◆ **Problem details**
Give back the lines of the records exactly, starting at the first and ending at the one with "pub use settings::BenchSettings;".

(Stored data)
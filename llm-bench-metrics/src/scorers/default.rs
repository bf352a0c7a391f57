use llm_bench_core::{GroundTruth, Result, Sample, Scorer};

use super::field_accuracy::field_accuracy;
use super::jaccard::jaccard_similarity;
use crate::parsing::extract_fields;

/// Scorer used when a task does not supply its own.
///
/// - structured ground truth and a parseable structured prediction:
///   field-level accuracy over the ground-truth keys
/// - anything else: Jaccard word similarity between the raw response and
///   the ground truth's text form
/// - absent ground truth: unscorable (`None`)
#[derive(Debug, Clone, Copy, Default)]
pub struct DefaultScorer;

impl Scorer for DefaultScorer {
    fn name(&self) -> &str {
        "default"
    }

    fn score(
        &self,
        prediction: &str,
        ground_truth: &GroundTruth,
        _input: &Sample,
    ) -> Result<Option<f64>> {
        if ground_truth.is_absent() {
            return Ok(None);
        }

        if let Some(expected) = ground_truth.as_fields() {
            if let Some(predicted) = extract_fields(prediction) {
                return Ok(Some(field_accuracy(&predicted, expected)));
            }
            tracing::debug!("prediction has no parseable mapping, falling back to text similarity");
        }

        Ok(Some(jaccard_similarity(prediction, &ground_truth.to_text())))
    }
}
//! # llm-bench CLI
//!
//! Command-line front end for the benchmarking harness: loads tasks from
//! disk, runs experiments and suites against the messages endpoint, and
//! reads back saved results.

pub mod batch;
pub mod cli;
pub mod commands;
pub mod context;
pub mod output;
pub mod settings;
pub mod tasks;

pub use batch::{BatchReport, RunSummary, TaskFailure};
pub use cli::{Cli, Commands, LogFormat};
pub use context::Context;
pub use output::{OutputFormat, OutputWriter};
pub use settings::BenchSettings;
pub use tasks::TaskLoader;
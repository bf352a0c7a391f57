//! Failure taxonomy for inference calls.
//!
//! Every transport failure is classified into one of four kinds. Only
//! rate limiting and transient failures are retried; the others are
//! properties of the request or credentials and would fail again.

use llm_bench_core::ErrorKind;
use serde::Deserialize;
use std::time::Duration;
use thiserror::Error;

#[derive(Error, Debug, Clone, PartialEq)]
pub enum InferenceError {
    #[error("Rate limited: {message}")]
    RateLimited {
        message: String,
        retry_after: Option<Duration>,
    },

    #[error("Transient error: {0}")]
    Transient(String),

    #[error("Invalid request: {0}")]
    InvalidRequest(String),

    #[error("Authentication failed: {0}")]
    AuthFailure(String),
}

pub type InferenceResult<T> = std::result::Result<T, InferenceError>;

#[derive(Debug, Deserialize)]
struct ErrorEnvelope {
    error: ErrorBody,
}

#[derive(Debug, Deserialize)]
struct ErrorBody {
    #[serde(rename = "type")]
    error_type: Option<String>,
    message: Option<String>,
}

impl InferenceError {
    pub fn rate_limited(message: impl Into<String>) -> Self {
        Self::RateLimited {
            message: message.into(),
            retry_after: None,
        }
    }

    pub fn kind(&self) -> ErrorKind {
        match self {
            Self::RateLimited { .. } => ErrorKind::RateLimited,
            Self::Transient(_) => ErrorKind::Transient,
            Self::InvalidRequest(_) => ErrorKind::InvalidRequest,
            Self::AuthFailure(_) => ErrorKind::AuthFailure,
        }
    }

    pub fn is_retryable(&self) -> bool {
        self.kind().is_retryable()
    }

    /// Server-requested wait before the next attempt.
    pub fn retry_after(&self) -> Option<Duration> {
        match self {
            Self::RateLimited { retry_after, .. } => *retry_after,
            _ => None,
        }
    }

    /// Classify a non-success HTTP response.
    ///
    /// The typed error body takes precedence over the status code so that,
    /// for example, an `overloaded_error` is transient whatever status it
    /// arrives with.
    pub fn from_response(status: u16, body: &str, retry_after: Option<Duration>) -> Self {
        let parsed = serde_json::from_str::<ErrorEnvelope>(body).ok();
        let message = parsed
            .as_ref()
            .and_then(|e| e.error.message.clone())
            .unwrap_or_else(|| {
                if body.trim().is_empty() {
                    format!("HTTP {}", status)
                } else {
                    format!("HTTP {}: {}", status, body.trim())
                }
            });

        let by_type = parsed
            .as_ref()
            .and_then(|e| e.error.error_type.as_deref())
            .and_then(|error_type| match error_type {
                "rate_limit_error" => Some(Self::RateLimited {
                    message: message.clone(),
                    retry_after,
                }),
                "overloaded_error" | "api_error" | "timeout_error" => {
                    Some(Self::Transient(message.clone()))
                }
                "authentication_error" | "permission_error" => {
                    Some(Self::AuthFailure(message.clone()))
                }
                "invalid_request_error" | "not_found_error" | "request_too_large" => {
                    Some(Self::InvalidRequest(message.clone()))
                }
                _ => None,
            });
        if let Some(error) = by_type {
            return error;
        }

        match status {
            429 => Self::RateLimited {
                message,
                retry_after,
            },
            401 | 403 => Self::AuthFailure(message),
            408 | 409 | 500..=599 => Self::Transient(message),
            _ => Self::InvalidRequest(message),
        }
    }
}

impl From<reqwest::Error> for InferenceError {
    fn from(err: reqwest::Error) -> Self {
        if err.is_builder() {
            Self::InvalidRequest(err.to_string())
        } else if let Some(status) = err.status() {
            Self::from_response(status.as_u16(), "", None)
        } else {
            // timeouts, connection resets and truncated bodies
            Self::Transient(err.to_string())
        }
    }
}

#[cfg(test)]
mod tests {
    use super::*;
    use rstest::rstest;

    #[rstest]
    #[case(429, ErrorKind::RateLimited)]
    #[case(401, ErrorKind::AuthFailure)]
    #[case(403, ErrorKind::AuthFailure)]
    #[case(400, ErrorKind::InvalidRequest)]
    #[case(404, ErrorKind::InvalidRequest)]
    #[case(408, ErrorKind::Transient)]
    #[case(500, ErrorKind::Transient)]
    #[case(529, ErrorKind::Transient)]
    fn test_status_mapping(#[case] status: u16, #[case] expected: ErrorKind) {
        assert_eq!(InferenceError::from_response(status, "", None).kind(), expected);
    }

    #[test]
    fn test_error_type_overrides_status() {
        let body = r#"{"type":"error","error":{"type":"overloaded_error","message":"Overloaded"}}"#;
        let err = InferenceError::from_response(400, body, None);
        assert_eq!(err, InferenceError::Transient("Overloaded".into()));

        let body = r#"{"type":"error","error":{"type":"rate_limit_error","message":"slow down"}}"#;
        let err = InferenceError::from_response(400, body, Some(Duration::from_secs(3)));
        assert_eq!(err.retry_after(), Some(Duration::from_secs(3)));
        assert!(err.is_retryable());
    }

    #[test]
    fn test_message_from_plain_body() {
        let err = InferenceError::from_response(400, "bad model", None);
        assert_eq!(err.to_string(), "Invalid request: HTTP 400: bad model");
    }

    #[test]
    fn test_retryability() {
        assert!(InferenceError::rate_limited("x").is_retryable());
        assert!(InferenceError::Transient("x".into()).is_retryable());
        assert!(!InferenceError::InvalidRequest("x".into()).is_retryable());
        assert!(!InferenceError::AuthFailure("x".into()).is_retryable());
    }
}
use anyhow::Result;
use clap::Parser;
use llm_bench_cli::{commands, Cli, Context, LogFormat};
use tracing_subscriber::{fmt, layer::SubscriberExt, util::SubscriberInitExt, EnvFilter};

#[tokio::main]
async fn main() -> Result<()> {
    let cli = Cli::parse();
    init_tracing(cli.log_format);

    let ctx = Context::new(&cli)?;
    let result = commands::execute(&ctx, cli.command).await;
    if let Err(e) = &result {
        ctx.output.error(&format!("{:#}", e));
        std::process::exit(1);
    }
    Ok(())
}

fn init_tracing(format: LogFormat) {
    let filter = EnvFilter::try_from_default_env().unwrap_or_else(|_| "llm_bench=info".into());
    let registry = tracing_subscriber::registry().with(filter);

    match format {
        LogFormat::Json => registry
            .with(fmt::layer().json().with_writer(std::io::stderr))
            .init(),
        LogFormat::Text => registry
            .with(fmt::layer().with_writer(std::io::stderr))
            .init(),
    }
}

◆ **Worked solution**
filename llm-bench-metrics/src/scorers/default.rs
repository bf352a0c7a391f57
use llm_bench_core::{GroundTruth, Result, Sample, Scorer};

use super::field_accuracy::field_accuracy;
use super::jaccard::jaccard_similarity;
use crate::parsing::extract_fields;

/// Scorer used when a task does not supply its own.
///
/// - structured ground truth and a parseable structured prediction:
///   field-level accuracy over the ground-truth keys
/// - anything else: Jaccard word similarity between the raw response and
///   the ground truth's text form
/// - absent ground truth: unscorable (`None`)
#[derive(Debug, Clone, Copy, Default)]
pub struct DefaultScorer;

impl Scorer for DefaultScorer {
    fn name(&self) -> &str {
        "default"
    }

    fn score(
        &self,
        prediction: &str,
        ground_truth: &GroundTruth,
        _input: &Sample,
    ) -> Result<Option<f64>> {
        if ground_truth.is_absent() {
            return Ok(None);
        }

        if let Some(expected) = ground_truth.as_fields() {
            if let Some(predicted) = extract_fields(prediction) {
                return Ok(Some(field_accuracy(&predicted, expected)));
            }
            tracing::debug!("prediction has no parseable mapping, falling back to text similarity");
        }

        Ok(Some(jaccard_similarity(prediction, &ground_truth.to_text())))
    }
}
//! # llm-bench CLI
//!
//! Command-line front end for the benchmarking harness: loads tasks from
//! disk, runs experiments and suites against the messages endpoint, and
//! reads back saved results.

pub mod batch;
pub mod cli;
pub mod commands;
pub mod context;
pub mod output;
pub mod settings;
pub mod tasks;

pub use batch::{BatchReport, RunSummary, TaskFailure};
pub use cli::{Cli, Commands, LogFormat};
pub use context::Context;
pub use output::{OutputFormat, OutputWriter};
pub use settings::BenchSettings;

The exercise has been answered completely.